▼▼▼

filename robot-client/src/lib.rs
pub mod config;
pub mod report;
pub mod runner;
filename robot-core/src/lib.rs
#![cfg_attr(not(feature = "std"), no_std)]

pub mod duty;
pub mod motion;
pub mod path;
pub mod render;
pub mod sim;

pub use duty::{DutyCycle, MotionState};
pub use motion::Bounds;
pub use path::PathRecorder;
pub use sim::{Event, Schedule, SimConfig, Simulation, StepOutcome, Tick};

/// A 2D vector used for positions and displacements
#[derive(Debug, Clone, Copy, PartialEq, Default)]
pub struct Vector2D {
    pub x: f32,
    pub y: f32,
}

/// Positions live in surface units, anchored at the agent's top-left corner.
pub type Position = Vector2D;

impl Vector2D {
    pub fn new(x: f32, y: f32) -> Self {
        Self { x, y }
    }

    pub fn zero() -> Self {
        Self { x: 0.0, y: 0.0 }
    }

    pub fn magnitude(&self) -> f32 {
        sqrt(self.x * self.x + self.y * self.y)
    }

    pub fn normalize(&self) -> Self {
        let mag = self.magnitude();
        if mag > 0.0 {
            Self {
                x: self.x / mag,
                y: self.y / mag,
            }
        } else {
            Self::zero()
        }
    }

    pub fn distance(&self, other: &Vector2D) -> f32 {
        (*self - *other).magnitude()
    }

    /// Shift by the same amount on both axes.
    pub fn offset(&self, amount: f32) -> Self {
        Self {
            x: self.x + amount,
            y: self.y + amount,
        }
    }
}

pub(crate) fn sqrt(value: f32) -> f32 {
    #[cfg(feature = "std")]
    {
        value.sqrt()
    }
    #[cfg(not(feature = "std"))]
    {
        libm::sqrtf(value)
    }
}

impl core::ops::Add for Vector2D {
    type Output = Self;

    fn add(self, other: Self) -> Self {
        Self {
            x: self.x + other.x,
            y: self.y + other.y,
        }
    }
}

impl core::ops::Sub for Vector2D {
    type Output = Self;

    fn sub(self, other: Self) -> Self {
        Self {
            x: self.x - other.x,
            y: self.y - other.y,
        }
    }
}

impl core::ops::Mul<f32> for Vector2D {
    type Output = Self;

    fn mul(self, scalar: f32) -> Self {
        Self {
            x: self.x * scalar,
            y: self.y * scalar,
        }
    }
}
use std::fs;
use std::path::Path;

use anyhow::{Context, Result};
use robot_shared::SimulationSettings;

/// Reads settings from a JSON file, or returns the defaults without one.
pub fn load_settings(path: Option<&Path>) -> Result<SimulationSettings> {
    let Some(path) = path else {
        return Ok(SimulationSettings::default());
    };

    let json = fs::read_to_string(path)
        .with_context(|| format!("Failed to read settings from {}", path.display()))?;
    let settings = SimulationSettings::from_json(&json)
        .with_context(|| format!("Invalid settings in {}", path.display()))?;

    log::debug!("Loaded settings from {}", path.display());
    Ok(settings)
}

/// Command line values that take precedence over the settings file
#[derive(Debug, Clone, Default)]
pub struct Overrides {
    pub size: Option<f32>,
    pub speed: Option<f32>,
    pub path_cap: Option<usize>,
}

impl Overrides {
    pub fn apply(&self, settings: &mut SimulationSettings) {
        if let Some(size) = self.size {
            settings.size = size;
        }
        if let Some(speed) = self.speed {
            settings.speed = speed;
        }
        if let Some(cap) = self.path_cap {
            settings.path_cap = Some(cap);
        }
    }
}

▲▲▲

» WHAT YOU NEED TO DO: In the listing above, find the line holding "pub mod duty;" and the line holding "pub fn zero()", then output those two lines and every line between them exactly.

» OUTPUT FOR THIS TASK:
pub mod duty;
pub mod motion;
pub mod path;
pub mod render;
pub mod sim;

pub use duty::{DutyCycle, MotionState};
pub use motion::Bounds;
pub use path::PathRecorder;
pub use sim::{Event, Schedule, SimConfig, Simulation, StepOutcome, Tick};

/// A 2D vector used for positions and displacements
#[derive(Debug, Clone, Copy, PartialEq, Default)]
pub struct Vector2D {
    pub x: f32,
    pub y: f32,
}

/// Positions live in surface units, anchored at the agent's top-left corner.
pub type Position = Vector2D;

impl Vector2D {
    pub fn new(x: f32, y: f32) -> Self {
        Self { x, y }
    }

    pub fn zero() -> Self {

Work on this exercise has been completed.